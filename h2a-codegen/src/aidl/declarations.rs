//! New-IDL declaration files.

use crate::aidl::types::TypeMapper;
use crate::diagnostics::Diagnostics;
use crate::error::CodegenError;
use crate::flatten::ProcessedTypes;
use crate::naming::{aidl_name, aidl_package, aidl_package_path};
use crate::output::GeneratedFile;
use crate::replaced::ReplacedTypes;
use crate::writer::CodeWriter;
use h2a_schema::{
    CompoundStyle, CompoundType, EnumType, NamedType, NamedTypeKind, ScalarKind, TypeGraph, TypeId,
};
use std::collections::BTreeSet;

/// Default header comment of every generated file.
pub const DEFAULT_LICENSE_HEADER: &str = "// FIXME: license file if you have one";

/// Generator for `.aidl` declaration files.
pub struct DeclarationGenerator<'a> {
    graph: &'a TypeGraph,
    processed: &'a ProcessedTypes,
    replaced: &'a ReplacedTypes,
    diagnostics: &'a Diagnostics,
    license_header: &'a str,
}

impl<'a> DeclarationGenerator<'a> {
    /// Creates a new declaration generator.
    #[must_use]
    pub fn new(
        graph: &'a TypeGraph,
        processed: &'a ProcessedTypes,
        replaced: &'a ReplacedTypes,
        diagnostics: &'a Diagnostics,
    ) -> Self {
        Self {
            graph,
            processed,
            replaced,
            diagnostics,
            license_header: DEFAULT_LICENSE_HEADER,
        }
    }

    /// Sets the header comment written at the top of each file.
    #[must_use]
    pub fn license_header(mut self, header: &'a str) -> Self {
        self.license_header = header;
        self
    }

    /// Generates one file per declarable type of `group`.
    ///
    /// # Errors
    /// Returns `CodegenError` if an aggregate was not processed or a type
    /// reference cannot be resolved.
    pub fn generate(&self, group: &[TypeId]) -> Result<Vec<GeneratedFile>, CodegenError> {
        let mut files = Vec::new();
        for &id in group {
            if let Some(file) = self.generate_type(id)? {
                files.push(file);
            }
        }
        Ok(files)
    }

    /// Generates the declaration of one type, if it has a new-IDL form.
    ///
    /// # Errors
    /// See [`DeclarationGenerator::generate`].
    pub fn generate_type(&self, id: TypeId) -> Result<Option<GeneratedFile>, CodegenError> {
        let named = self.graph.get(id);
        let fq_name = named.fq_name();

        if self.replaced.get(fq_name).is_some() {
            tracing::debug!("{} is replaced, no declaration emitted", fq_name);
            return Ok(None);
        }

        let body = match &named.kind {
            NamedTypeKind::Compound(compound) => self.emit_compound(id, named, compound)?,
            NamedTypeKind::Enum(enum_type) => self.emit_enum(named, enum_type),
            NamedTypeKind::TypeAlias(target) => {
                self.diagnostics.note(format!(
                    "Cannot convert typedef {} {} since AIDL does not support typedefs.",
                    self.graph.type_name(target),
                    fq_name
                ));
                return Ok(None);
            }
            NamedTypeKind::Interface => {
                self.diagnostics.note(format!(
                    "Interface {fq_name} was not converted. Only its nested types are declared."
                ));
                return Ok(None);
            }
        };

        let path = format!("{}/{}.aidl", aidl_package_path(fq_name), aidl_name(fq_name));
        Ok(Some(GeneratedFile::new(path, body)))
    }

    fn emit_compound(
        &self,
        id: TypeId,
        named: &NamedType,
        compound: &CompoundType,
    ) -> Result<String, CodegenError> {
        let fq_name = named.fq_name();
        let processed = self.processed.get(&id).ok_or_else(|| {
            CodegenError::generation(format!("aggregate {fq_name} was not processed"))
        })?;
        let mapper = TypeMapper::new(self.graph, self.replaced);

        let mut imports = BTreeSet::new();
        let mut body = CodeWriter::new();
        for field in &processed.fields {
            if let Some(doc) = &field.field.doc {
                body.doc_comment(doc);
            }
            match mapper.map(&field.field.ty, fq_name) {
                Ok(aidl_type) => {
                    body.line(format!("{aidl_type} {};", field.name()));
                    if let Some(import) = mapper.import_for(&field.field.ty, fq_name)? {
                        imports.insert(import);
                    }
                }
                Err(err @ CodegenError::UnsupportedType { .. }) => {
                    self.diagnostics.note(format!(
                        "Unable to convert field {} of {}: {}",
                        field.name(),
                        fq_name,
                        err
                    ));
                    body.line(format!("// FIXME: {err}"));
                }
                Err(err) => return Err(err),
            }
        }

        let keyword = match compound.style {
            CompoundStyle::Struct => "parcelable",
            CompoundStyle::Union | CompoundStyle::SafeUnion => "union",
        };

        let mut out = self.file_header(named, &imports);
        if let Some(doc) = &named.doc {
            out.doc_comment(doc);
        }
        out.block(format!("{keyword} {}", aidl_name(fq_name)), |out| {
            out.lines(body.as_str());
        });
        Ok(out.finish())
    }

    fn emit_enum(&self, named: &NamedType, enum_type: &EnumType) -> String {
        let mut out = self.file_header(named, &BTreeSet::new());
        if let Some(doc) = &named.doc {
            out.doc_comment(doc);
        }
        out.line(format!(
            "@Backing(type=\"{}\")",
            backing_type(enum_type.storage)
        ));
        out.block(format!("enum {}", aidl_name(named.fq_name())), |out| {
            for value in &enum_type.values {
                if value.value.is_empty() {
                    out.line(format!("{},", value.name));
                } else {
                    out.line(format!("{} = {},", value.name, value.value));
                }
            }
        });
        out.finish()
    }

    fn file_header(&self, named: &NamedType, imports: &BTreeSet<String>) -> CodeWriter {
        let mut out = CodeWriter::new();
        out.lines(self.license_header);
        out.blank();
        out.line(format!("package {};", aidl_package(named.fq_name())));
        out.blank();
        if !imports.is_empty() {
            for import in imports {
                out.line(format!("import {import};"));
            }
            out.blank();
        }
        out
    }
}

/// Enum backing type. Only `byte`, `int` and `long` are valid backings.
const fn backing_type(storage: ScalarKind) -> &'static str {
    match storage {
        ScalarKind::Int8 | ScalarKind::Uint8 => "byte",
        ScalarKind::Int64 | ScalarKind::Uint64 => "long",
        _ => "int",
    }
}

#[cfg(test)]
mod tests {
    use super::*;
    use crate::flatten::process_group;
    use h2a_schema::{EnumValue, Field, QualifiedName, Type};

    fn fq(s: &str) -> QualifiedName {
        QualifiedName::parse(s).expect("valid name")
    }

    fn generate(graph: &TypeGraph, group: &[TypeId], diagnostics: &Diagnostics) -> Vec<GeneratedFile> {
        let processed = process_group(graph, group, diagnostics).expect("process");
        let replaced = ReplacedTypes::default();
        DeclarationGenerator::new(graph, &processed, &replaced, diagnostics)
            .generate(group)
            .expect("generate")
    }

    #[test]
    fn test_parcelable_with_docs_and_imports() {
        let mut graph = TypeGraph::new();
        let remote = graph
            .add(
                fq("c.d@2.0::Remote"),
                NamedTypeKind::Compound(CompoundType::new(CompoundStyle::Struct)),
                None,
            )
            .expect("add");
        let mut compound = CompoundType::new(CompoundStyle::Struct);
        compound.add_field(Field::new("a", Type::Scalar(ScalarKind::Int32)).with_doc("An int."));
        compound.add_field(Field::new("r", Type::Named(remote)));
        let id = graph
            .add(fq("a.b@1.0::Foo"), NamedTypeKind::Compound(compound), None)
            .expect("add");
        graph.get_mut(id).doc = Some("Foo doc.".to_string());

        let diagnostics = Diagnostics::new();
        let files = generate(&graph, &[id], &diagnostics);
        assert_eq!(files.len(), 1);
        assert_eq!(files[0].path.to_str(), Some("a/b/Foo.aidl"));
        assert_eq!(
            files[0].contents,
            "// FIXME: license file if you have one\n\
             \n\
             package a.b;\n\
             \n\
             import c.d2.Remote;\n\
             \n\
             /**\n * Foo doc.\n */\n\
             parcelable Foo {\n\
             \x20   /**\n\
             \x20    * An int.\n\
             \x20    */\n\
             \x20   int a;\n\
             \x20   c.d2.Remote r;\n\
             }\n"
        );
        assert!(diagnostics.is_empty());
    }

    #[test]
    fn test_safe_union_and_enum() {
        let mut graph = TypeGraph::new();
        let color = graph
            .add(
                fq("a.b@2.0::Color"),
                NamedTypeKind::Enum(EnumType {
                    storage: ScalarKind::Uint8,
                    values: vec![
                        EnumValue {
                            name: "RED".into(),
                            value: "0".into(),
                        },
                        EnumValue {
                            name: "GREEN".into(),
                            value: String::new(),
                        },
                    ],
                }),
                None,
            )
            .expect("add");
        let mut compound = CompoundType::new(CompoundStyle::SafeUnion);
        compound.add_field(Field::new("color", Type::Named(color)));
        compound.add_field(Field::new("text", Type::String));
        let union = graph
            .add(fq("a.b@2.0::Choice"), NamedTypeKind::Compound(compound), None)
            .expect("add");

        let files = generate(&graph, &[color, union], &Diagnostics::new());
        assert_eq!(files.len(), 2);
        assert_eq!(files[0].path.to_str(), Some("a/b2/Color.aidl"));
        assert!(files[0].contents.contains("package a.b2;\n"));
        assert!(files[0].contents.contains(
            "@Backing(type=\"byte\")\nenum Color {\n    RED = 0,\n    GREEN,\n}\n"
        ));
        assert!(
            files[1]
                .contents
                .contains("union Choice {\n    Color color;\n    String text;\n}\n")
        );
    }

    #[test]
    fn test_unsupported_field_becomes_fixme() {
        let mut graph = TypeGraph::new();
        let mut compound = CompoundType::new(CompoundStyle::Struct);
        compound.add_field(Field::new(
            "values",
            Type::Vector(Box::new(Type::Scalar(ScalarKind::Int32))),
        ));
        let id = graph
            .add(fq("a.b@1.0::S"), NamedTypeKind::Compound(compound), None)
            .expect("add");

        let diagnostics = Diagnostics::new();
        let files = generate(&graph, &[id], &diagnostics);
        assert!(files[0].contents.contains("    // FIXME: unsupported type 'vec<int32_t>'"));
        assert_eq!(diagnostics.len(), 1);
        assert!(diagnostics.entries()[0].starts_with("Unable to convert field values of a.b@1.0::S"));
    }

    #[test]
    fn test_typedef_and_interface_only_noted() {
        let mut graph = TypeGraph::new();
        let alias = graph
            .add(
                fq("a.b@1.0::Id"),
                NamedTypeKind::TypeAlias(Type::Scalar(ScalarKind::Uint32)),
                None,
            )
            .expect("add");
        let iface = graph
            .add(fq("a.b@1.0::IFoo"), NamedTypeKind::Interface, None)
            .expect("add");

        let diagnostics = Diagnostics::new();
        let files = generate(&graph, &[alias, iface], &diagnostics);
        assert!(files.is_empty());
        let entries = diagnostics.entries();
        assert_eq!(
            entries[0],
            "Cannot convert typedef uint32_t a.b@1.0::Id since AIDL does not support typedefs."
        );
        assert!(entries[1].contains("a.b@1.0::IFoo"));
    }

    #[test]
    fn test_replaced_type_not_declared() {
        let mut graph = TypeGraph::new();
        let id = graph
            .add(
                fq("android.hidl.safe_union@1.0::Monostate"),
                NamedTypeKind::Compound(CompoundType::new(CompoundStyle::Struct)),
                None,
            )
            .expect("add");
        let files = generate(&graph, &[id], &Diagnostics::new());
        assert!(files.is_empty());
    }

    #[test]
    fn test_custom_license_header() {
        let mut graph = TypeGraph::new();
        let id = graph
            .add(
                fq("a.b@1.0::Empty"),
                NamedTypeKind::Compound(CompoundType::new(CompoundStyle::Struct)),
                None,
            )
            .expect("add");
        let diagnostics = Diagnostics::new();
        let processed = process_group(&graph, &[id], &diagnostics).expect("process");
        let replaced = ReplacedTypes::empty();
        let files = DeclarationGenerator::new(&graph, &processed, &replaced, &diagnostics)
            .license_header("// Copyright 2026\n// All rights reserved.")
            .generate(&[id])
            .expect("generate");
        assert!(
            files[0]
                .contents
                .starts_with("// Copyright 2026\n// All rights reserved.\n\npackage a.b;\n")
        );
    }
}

··········

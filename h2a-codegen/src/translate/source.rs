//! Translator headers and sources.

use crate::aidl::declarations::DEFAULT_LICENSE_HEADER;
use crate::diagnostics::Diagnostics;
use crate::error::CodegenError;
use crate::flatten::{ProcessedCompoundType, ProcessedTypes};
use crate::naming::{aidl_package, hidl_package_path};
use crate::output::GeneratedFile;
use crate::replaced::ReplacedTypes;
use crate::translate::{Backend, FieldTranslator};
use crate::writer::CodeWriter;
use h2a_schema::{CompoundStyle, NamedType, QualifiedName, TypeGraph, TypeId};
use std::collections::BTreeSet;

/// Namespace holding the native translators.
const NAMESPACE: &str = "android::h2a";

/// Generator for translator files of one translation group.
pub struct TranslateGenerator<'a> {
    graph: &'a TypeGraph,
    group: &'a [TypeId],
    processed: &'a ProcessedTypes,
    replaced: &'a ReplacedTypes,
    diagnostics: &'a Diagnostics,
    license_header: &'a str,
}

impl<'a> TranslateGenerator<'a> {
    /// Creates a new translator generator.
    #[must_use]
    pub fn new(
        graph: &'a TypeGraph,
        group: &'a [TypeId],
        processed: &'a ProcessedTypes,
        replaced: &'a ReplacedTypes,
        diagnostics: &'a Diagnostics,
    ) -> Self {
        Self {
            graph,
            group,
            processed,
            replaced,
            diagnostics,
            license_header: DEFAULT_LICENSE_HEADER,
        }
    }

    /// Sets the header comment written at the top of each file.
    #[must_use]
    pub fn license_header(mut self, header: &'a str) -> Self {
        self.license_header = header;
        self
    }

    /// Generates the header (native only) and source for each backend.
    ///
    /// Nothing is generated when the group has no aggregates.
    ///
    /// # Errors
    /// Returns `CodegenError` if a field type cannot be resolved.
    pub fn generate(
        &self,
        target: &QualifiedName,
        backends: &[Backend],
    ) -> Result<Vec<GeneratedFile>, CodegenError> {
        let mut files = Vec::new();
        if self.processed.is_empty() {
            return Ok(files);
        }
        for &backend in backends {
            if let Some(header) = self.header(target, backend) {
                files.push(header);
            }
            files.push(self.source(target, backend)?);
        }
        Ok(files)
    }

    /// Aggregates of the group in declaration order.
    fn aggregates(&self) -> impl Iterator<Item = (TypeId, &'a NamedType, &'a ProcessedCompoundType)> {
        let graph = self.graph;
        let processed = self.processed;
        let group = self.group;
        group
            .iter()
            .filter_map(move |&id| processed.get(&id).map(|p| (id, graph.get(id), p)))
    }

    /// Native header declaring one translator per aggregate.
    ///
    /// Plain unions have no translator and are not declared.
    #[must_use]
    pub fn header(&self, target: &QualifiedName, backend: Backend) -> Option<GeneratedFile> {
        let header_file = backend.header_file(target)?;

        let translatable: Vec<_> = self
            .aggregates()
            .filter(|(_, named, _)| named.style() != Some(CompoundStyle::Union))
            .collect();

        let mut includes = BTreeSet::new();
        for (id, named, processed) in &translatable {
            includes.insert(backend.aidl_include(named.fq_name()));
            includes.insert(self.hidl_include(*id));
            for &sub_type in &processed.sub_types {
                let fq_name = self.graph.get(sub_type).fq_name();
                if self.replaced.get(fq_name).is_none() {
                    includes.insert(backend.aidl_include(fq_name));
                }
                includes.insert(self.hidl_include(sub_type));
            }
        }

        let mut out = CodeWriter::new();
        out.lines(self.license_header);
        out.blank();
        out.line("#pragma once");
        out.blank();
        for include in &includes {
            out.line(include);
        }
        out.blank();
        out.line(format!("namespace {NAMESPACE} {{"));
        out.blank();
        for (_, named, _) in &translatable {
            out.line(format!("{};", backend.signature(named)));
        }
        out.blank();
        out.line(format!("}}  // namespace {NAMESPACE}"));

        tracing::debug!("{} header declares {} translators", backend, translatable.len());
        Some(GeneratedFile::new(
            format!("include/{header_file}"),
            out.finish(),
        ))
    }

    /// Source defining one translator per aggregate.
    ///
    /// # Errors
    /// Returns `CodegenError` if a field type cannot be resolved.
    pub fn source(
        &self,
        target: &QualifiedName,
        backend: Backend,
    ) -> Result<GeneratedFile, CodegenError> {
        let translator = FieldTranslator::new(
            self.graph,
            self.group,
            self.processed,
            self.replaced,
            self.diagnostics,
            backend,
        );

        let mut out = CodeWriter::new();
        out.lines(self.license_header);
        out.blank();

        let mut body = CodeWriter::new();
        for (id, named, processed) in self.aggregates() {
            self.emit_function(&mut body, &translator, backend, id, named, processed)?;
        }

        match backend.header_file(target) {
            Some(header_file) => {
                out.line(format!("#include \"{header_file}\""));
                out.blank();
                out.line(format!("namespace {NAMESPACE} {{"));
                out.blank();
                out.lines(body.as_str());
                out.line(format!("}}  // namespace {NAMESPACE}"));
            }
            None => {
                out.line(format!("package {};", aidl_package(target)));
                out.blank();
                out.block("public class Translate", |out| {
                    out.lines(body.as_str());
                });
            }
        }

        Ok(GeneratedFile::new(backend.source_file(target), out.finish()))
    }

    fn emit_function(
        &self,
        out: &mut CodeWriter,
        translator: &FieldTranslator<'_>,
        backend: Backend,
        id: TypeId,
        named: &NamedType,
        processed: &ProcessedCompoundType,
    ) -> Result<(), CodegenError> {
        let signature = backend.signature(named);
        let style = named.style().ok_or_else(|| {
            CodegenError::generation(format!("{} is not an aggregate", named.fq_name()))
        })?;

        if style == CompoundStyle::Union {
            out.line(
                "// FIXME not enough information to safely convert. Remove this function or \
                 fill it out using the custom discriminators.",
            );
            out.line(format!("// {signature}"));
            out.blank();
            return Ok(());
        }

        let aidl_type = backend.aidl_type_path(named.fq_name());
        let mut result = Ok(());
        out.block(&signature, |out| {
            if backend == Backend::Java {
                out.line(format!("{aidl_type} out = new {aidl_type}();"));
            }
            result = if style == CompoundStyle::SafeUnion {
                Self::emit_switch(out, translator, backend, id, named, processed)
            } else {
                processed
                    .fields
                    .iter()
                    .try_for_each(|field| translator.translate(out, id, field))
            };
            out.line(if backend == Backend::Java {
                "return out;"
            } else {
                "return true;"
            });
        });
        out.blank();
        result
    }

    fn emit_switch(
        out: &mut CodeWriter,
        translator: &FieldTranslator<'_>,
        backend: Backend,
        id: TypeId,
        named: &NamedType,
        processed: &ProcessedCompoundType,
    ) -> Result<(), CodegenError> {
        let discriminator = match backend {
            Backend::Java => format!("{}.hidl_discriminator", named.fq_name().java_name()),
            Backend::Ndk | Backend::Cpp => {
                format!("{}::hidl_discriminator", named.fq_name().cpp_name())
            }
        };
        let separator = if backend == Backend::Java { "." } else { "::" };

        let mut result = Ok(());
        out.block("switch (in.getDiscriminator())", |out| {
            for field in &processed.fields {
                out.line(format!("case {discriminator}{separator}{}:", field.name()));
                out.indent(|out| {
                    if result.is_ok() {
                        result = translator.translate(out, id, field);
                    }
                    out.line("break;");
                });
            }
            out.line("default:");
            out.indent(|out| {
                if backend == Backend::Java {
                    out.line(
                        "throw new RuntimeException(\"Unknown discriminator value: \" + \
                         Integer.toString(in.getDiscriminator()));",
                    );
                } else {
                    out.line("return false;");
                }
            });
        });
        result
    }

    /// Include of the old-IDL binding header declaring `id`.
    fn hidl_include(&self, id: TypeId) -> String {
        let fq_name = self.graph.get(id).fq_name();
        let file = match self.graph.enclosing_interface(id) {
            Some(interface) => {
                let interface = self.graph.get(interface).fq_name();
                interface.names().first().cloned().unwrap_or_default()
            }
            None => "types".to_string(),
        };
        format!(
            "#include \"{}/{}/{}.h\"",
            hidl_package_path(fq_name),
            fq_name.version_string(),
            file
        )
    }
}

··········

Exercise goal. Check each line above for the string "declaring" and copy those that have it.

Written response.
    /// Native header declaring one translator per aggregate.
    /// Include of the old-IDL binding header declaring `id`.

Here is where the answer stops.